Circulation. Arrhythmia and electrophysiology, Volume 10, Issue 11, 1 1 2017, Pages e005591 Localized Optogenetic Targeting of Rotors in Atrial Cardiomyocyte Monolayers. Feola I, Volkers L, Majumder R, Teplenin A, Schalij MJ, Panfilov AV, de Vries AAF, Pijnappels DA

Background

Recently, a new ablation strategy for atrial fibrillation has emerged, which involves the identification of rotors (ie, local drivers) followed by the localized targeting of their core region by ablation. However, this concept has been subject to debate because the mode of arrhythmia termination remains poorly understood, as dedicated models and research tools are lacking. We took a unique optogenetic approach to induce and locally target a rotor in atrial monolayers.

Methods and results

Neonatal rat atrial cardiomyocyte monolayers expressing a depolarizing light-gated ion channel (Ca2+-translocating channelrhodopsin) were subjected to patterned illumination to induce single, stable, and centralized rotors by optical S1-S2 cross-field stimulation. Next, the core region of these rotors was specifically and precisely targeted by light to induce local conduction blocks of circular or linear shapes. Conduction blocks crossing the core region, but not reaching any unexcitable boundary, did not lead to termination. Instead, electric waves started to propagate along the circumference of block, thereby maintaining reentrant activity, although of lower frequency. If, however, core-spanning lines of block reached at least 1 unexcitable boundary, reentrant activity was consistently terminated by wave collision.

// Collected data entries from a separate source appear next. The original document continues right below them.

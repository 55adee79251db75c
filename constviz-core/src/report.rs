//! Output formatting - plaintext and JSON.

use serde::Serialize;
use serde_json::json;

use crate::annotate::LineAnnotation;
use crate::index::{ConstantRecord, RebuildSummary};

/// Annotations of one line of one file.
#[derive(Debug, Clone, Serialize)]
pub struct FileLineReport {
    pub file: String,
    /// 1-based line number
    pub line: usize,
    pub annotations: Vec<LineAnnotation>,
}

/// Prints every known constant in plain text format.
pub fn print_records_plain(records: &[&ConstantRecord]) {
    if records.is_empty() {
        println!("No constants found.");
        return;
    }
    println!("CONSTANTS ({}):", records.len());
    for r in records {
        println!("- {} = {}  ({})", r.qualified_name(), r.value, r.source);
    }
}

/// Prints annotated lines in plain text format.
pub fn print_annotations_plain(lines: &[FileLineReport]) {
    if lines.is_empty() {
        println!("No constant references found.");
        return;
    }
    for l in lines {
        for a in &l.annotations {
            println!("{}:{}:{}: {} = {}", l.file, l.line, a.offset + 1, a.identifier, a.display);
        }
    }
}

/// Prints a rebuild summary in plain text format.
pub fn print_summary_plain(summary: &RebuildSummary) {
    println!(
        "Indexed {} unit(s), skipped {}, failed {}: {} constant(s) in {} ms",
        summary.indexed_units,
        summary.skipped_units,
        summary.failed_units.len(),
        summary.records,
        summary.elapsed.as_millis()
    );
    for (source, message) in &summary.failed_units {
        println!("  failed: {} ({})", source, message);
    }
}

fn summary_json(summary: &RebuildSummary) -> serde_json::Value {
    json!({
        "indexed_units": summary.indexed_units,
        "skipped_units": summary.skipped_units,
        "failed_units": summary
            .failed_units
            .iter()
            .map(|(source, message)| json!({ "source": source, "message": message }))
            .collect::<Vec<_>>(),
        "records": summary.records,
        "elapsed_ms": summary.elapsed.as_millis() as u64,
    })
}

/// Prints the rebuild summary, constants and annotations as one JSON document.
pub fn print_json(
    summary: &RebuildSummary,
    records: Option<&[&ConstantRecord]>,
    lines: &[FileLineReport],
) {
    let mut doc = json!({
        "summary": summary_json(summary),
        "annotations": lines,
    });
    if let Some(records) = records {
        doc["constants"] = json!(records);
    }

    match serde_json::to_string_pretty(&doc) {
        Ok(json) => println!("{}", json),
        Err(e) => {
            eprintln!("[WARN] JSON serialization failed: {}", e);
            println!("{{\"records\": {}}}", summary.records);
        }
    }
}

#[cfg(test)]
mod tests {
    use super::*;

    #[test]
    fn test_summary_json_shape() {
        let summary = RebuildSummary {
            indexed_units: 2,
            skipped_units: 1,
            failed_units: vec![("Bad.cs".into(), "unterminated string literal".into())],
            records: 5,
            ..Default::default()
        };
        let value = summary_json(&summary);
        assert_eq!(value["indexed_units"], 2);
        assert_eq!(value["failed_units"][0]["source"], "Bad.cs");
        assert_eq!(value["records"], 5);
    }

    #[test]
    fn test_line_report_serializes() {
        let report = FileLineReport {
            file: "Program.cs".into(),
            line: 3,
            annotations: vec![LineAnnotation {
                offset: 8,
                identifier: "MAX".into(),
                display: "10".into(),
            }],
        };
        let value = serde_json::to_value(&report).unwrap();
        assert_eq!(value["annotations"][0]["display"], "10");
        assert_eq!(value["line"], 3);
    }
}
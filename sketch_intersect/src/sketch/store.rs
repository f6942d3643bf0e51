use super::Color;
use crate::{
    core::{math::Vector2, traits::Real},
    error::SketchError,
    polyline::SampledLine,
};
use std::collections::BTreeMap;

#[cfg(feature = "serde")]
use serde::{Deserialize, Serialize};

/// Identifier of a point in a sketch.
#[cfg_attr(feature = "serde", derive(Serialize, Deserialize))]
#[derive(Debug, Copy, Clone, PartialEq, Eq, PartialOrd, Ord, Hash)]
pub struct PointId(pub u64);

/// Identifier of a line in a sketch.
#[cfg_attr(feature = "serde", derive(Serialize, Deserialize))]
#[derive(Debug, Copy, Clone, PartialEq, Eq, PartialOrd, Ord, Hash)]
pub struct LineId(pub u64);

#[cfg_attr(
    feature = "serde",
    derive(Serialize, Deserialize),
    serde(rename_all = "camelCase")
)]
#[derive(Debug, Copy, Clone, PartialEq)]
pub struct SketchPoint<T = f64> {
    pub pos: Vector2<T>,
    pub color: Color,
}

/// Line entity, its shape is stored relative to its end points (`(0, 0)` at `p1`, `(1, 0)` at
/// `p2`) so it follows them when they move.
#[cfg_attr(
    feature = "serde",
    derive(Serialize, Deserialize),
    serde(rename_all = "camelCase")
)]
#[derive(Debug, Clone, PartialEq)]
pub struct SketchLine<T = f64> {
    pub p1: PointId,
    pub p2: PointId,
    pub local_samples: Vec<Vector2<T>>,
    pub color: Color,
}

/// Editing interface of a sketch that owns points and lines.
///
/// [intersect_lines](super::intersect_lines) only talks to a sketch through this trait.
pub trait SketchEdit<T>
where
    T: Real,
{
    fn point(&self, id: PointId) -> Option<&SketchPoint<T>>;

    fn line(&self, id: LineId) -> Option<&SketchLine<T>>;

    fn add_point(&mut self, pos: Vector2<T>, color: Color) -> PointId;

    /// Remove a line, its end points stay in the sketch.
    fn remove_line(&mut self, id: LineId) -> Option<SketchLine<T>>;

    /// Insert a line as is. Its end point ids are expected to exist in the sketch.
    fn add_line(&mut self, line: SketchLine<T>) -> LineId;

    /// Add a line between two existing points shaped by absolute `sample_points`.
    fn add_line_between_points(
        &mut self,
        p1: PointId,
        p2: PointId,
        sample_points: &[Vector2<T>],
        color: Color,
    ) -> Result<LineId, SketchError> {
        let start = self.point(p1).ok_or(SketchError::UnknownPoint(p1))?.pos;
        let end = self.point(p2).ok_or(SketchError::UnknownPoint(p2))?.pos;
        let geometry = SampledLine::between_points(start, end, sample_points)?;
        Ok(self.add_line(SketchLine {
            p1,
            p2,
            local_samples: geometry.local_samples().to_vec(),
            color,
        }))
    }

    /// Geometry of a line resolved against its current end point positions.
    fn sampled_line(&self, id: LineId) -> Result<SampledLine<T>, SketchError> {
        let line = self.line(id).ok_or(SketchError::UnknownLine(id))?;
        let p1 = self.point(line.p1).ok_or(SketchError::UnknownPoint(line.p1))?;
        let p2 = self.point(line.p2).ok_or(SketchError::UnknownPoint(line.p2))?;
        Ok(SampledLine::new(
            p1.pos,
            p2.pos,
            line.local_samples.clone(),
        )?)
    }
}

/// In memory sketch, ids are never reused.
#[cfg_attr(
    feature = "serde",
    derive(Serialize, Deserialize),
    serde(rename_all = "camelCase")
)]
#[derive(Debug, Clone)]
pub struct Sketch<T = f64> {
    points: BTreeMap<PointId, SketchPoint<T>>,
    lines: BTreeMap<LineId, SketchLine<T>>,
    next_id: u64,
}

impl<T> Default for Sketch<T>
where
    T: Real,
{
    #[inline]
    fn default() -> Self {
        Self::new()
    }
}

impl<T> Sketch<T>
where
    T: Real,
{
    pub fn new() -> Self {
        Sketch {
            points: BTreeMap::new(),
            lines: BTreeMap::new(),
            next_id: 0,
        }
    }

    #[inline]
    fn take_id(&mut self) -> u64 {
        let id = self.next_id;
        self.next_id += 1;
        id
    }

    /// Add a line along absolute `sample_points`, creating its two end points.
    pub fn add_line_from_sample_points(
        &mut self,
        sample_points: &[Vector2<T>],
        color: Color,
    ) -> Result<LineId, SketchError> {
        // validate before touching the sketch
        let geometry = SampledLine::from_sample_points(sample_points)?;
        let p1 = self.add_point(geometry.p1(), color);
        let p2 = self.add_point(geometry.p2(), color);
        Ok(self.add_line(SketchLine {
            p1,
            p2,
            local_samples: geometry.local_samples().to_vec(),
            color,
        }))
    }

    /// Move a point, lines attached to it follow.
    pub fn move_point(&mut self, id: PointId, pos: Vector2<T>) -> Result<(), SketchError> {
        let point = self.points.get_mut(&id).ok_or(SketchError::UnknownPoint(id))?;
        point.pos = pos;
        Ok(())
    }

    pub fn points(&self) -> impl Iterator<Item = (PointId, &SketchPoint<T>)> + '_ {
        self.points.iter().map(|(&id, p)| (id, p))
    }

    pub fn lines(&self) -> impl Iterator<Item = (LineId, &SketchLine<T>)> + '_ {
        self.lines.iter().map(|(&id, l)| (id, l))
    }

    #[inline]
    pub fn point_count(&self) -> usize {
        self.points.len()
    }

    #[inline]
    pub fn line_count(&self) -> usize {
        self.lines.len()
    }
}

impl<T> SketchEdit<T> for Sketch<T>
where
    T: Real,
{
    #[inline]
    fn point(&self, id: PointId) -> Option<&SketchPoint<T>> {
        self.points.get(&id)
    }

    #[inline]
    fn line(&self, id: LineId) -> Option<&SketchLine<T>> {
        self.lines.get(&id)
    }

    fn add_point(&mut self, pos: Vector2<T>, color: Color) -> PointId {
        let id = PointId(self.take_id());
        self.points.insert(id, SketchPoint { pos, color });
        id
    }

    fn remove_line(&mut self, id: LineId) -> Option<SketchLine<T>> {
        self.lines.remove(&id)
    }

    fn add_line(&mut self, line: SketchLine<T>) -> LineId {
        let id = LineId(self.take_id());
        self.lines.insert(id, line);
        id
    }
}
//! Numeric and visiting traits shared by the geometry code.
mod control_flow;
mod fuzzy_eq;
mod fuzzy_ord;
mod real;

pub use control_flow::ControlFlow;
pub use fuzzy_eq::FuzzyEq;
pub use fuzzy_ord::FuzzyOrd;
pub use real::Real;
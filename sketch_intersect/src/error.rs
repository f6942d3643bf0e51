//! Error types for the few preconditions that are checked.
//!
//! Geometric degeneracy (parallel segments, zero length segments, no overlap) is never an error,
//! those cases resolve to "no intersect".

use crate::sketch::{LineId, PointId};

/// Input that violates a precondition of the intersection functions.
#[derive(Debug, Clone, Copy, PartialEq, Eq, thiserror::Error)]
pub enum InvalidInputError {
    /// A sampled line needs at least a start and an end sample.
    #[error("sampled line needs at least 2 sample points, got {count}")]
    TooFewSamples { count: usize },
    /// Line end points (or an infinite line's direction) coincide so no local frame exists.
    #[error("end points coincide, local frame is undefined")]
    DegenerateFrame,
    /// A sample point has a NaN or infinite coordinate.
    #[error("sample point at index {index} is not finite")]
    NonFiniteSample { index: usize },
    /// Tolerance tiers must satisfy `0 < fine < moderate < loose`.
    #[error("tolerances must satisfy 0 < fine < moderate < loose")]
    InvalidTolerances,
}

/// Failure applying an operation to a [Sketch](crate::sketch::Sketch).
#[derive(Debug, Clone, Copy, PartialEq, Eq, thiserror::Error)]
pub enum SketchError {
    #[error("sketch has no line {0:?}")]
    UnknownLine(LineId),
    #[error("sketch has no point {0:?}")]
    UnknownPoint(PointId),
    #[error(transparent)]
    InvalidInput(#[from] InvalidInputError),
}
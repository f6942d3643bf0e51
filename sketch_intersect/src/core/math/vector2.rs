use crate::core::traits::Real;
use std::ops;

#[cfg(feature = "serde")]
use serde::{Deserialize, Serialize};

/// 2D point or direction.
#[cfg_attr(feature = "serde", derive(Serialize, Deserialize))]
#[derive(Debug, Copy, Clone, PartialEq, Default)]
pub struct Vector2<T = f64> {
    pub x: T,
    pub y: T,
}

impl<T> Vector2<T>
where
    T: Real,
{
    #[inline]
    pub fn new(x: T, y: T) -> Self {
        Vector2 { x, y }
    }

    #[inline]
    pub fn zero() -> Self {
        Vector2::new(T::zero(), T::zero())
    }

    /// Uniformly scale the vector by `scale_factor`.
    #[inline]
    pub fn scale(&self, scale_factor: T) -> Self {
        vec2(scale_factor * self.x, scale_factor * self.y)
    }

    #[inline]
    pub fn dot(&self, other: Self) -> T {
        self.x * other.x + self.y * other.y
    }

    /// Perpendicular dot product (`self.x * other.y - self.y * other.x`).
    #[inline]
    pub fn perp_dot(&self, other: Self) -> T {
        self.x * other.y - self.y * other.x
    }

    #[inline]
    pub fn length_squared(&self) -> T {
        self.dot(*self)
    }

    #[inline]
    pub fn length(&self) -> T {
        self.length_squared().sqrt()
    }

    #[inline]
    pub fn distance(&self, other: Self) -> T {
        (*self - other).length()
    }

    /// Complex multiplication, `(x + iy) * (other.x + i other.y)`. Rotates and scales `self` by
    /// `other`.
    #[inline]
    pub fn complex_mul(&self, other: Self) -> Self {
        vec2(
            self.x * other.x - self.y * other.y,
            self.x * other.y + self.y * other.x,
        )
    }

    /// Complex division, inverse of [Vector2::complex_mul]. Caller must ensure `other` is not zero.
    #[inline]
    pub fn complex_div(&self, other: Self) -> Self {
        let denom = other.length_squared();
        vec2(
            (self.x * other.x + self.y * other.y) / denom,
            (self.y * other.x - self.x * other.y) / denom,
        )
    }

    #[inline]
    pub fn is_finite(&self) -> bool {
        self.x.is_finite_num() && self.y.is_finite_num()
    }

    /// Fuzzy compare each component using `fuzzy_epsilon`.
    #[inline]
    pub fn fuzzy_eq_eps(&self, other: Self, fuzzy_epsilon: T) -> bool {
        self.x.fuzzy_eq_eps(other.x, fuzzy_epsilon) && self.y.fuzzy_eq_eps(other.y, fuzzy_epsilon)
    }

    #[inline]
    pub fn fuzzy_eq(&self, other: Self) -> bool {
        self.fuzzy_eq_eps(other, T::fuzzy_epsilon())
    }
}

#[inline(always)]
pub fn vec2<T>(x: T, y: T) -> Vector2<T>
where
    T: Real,
{
    Vector2::new(x, y)
}

macro_rules! ImplBinaryOp {
    ($op_trait:ident, $op_func:ident, $op:tt) => {
        impl<T: Real> ops::$op_trait<Vector2<T>> for Vector2<T> {
            type Output = Vector2<T>;
            #[inline]
            fn $op_func(self, rhs: Vector2<T>) -> Self::Output {
                Vector2::new(self.x $op rhs.x, self.y $op rhs.y)
            }
        }

        impl<T: Real> ops::$op_trait<&Vector2<T>> for Vector2<T> {
            type Output = Vector2<T>;
            #[inline]
            fn $op_func(self, rhs: &Vector2<T>) -> Self::Output {
                Vector2::new(self.x $op rhs.x, self.y $op rhs.y)
            }
        }

        impl<T: Real> ops::$op_trait<Vector2<T>> for &Vector2<T> {
            type Output = Vector2<T>;
            #[inline]
            fn $op_func(self, rhs: Vector2<T>) -> Self::Output {
                Vector2::new(self.x $op rhs.x, self.y $op rhs.y)
            }
        }
    };
}

ImplBinaryOp!(Add, add, +);
ImplBinaryOp!(Sub, sub, -);

impl<T: Real> ops::Neg for Vector2<T> {
    type Output = Vector2<T>;
    #[inline]
    fn neg(self) -> Self::Output {
        Vector2::new(-self.x, -self.y)
    }
}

Lines of block away from the core region resulted merely in rotor destabilization (ie, drifting).

Conclusions

Localized optogenetic targeting of rotors in atrial monolayers could lead to both stabilization and destabilization of reentrant activity. For termination, however, a line of block is required reaching from the core region to at least 1 unexcitable boundary. These findings may improve our understanding of the mechanisms involved in rotor-guided ablation.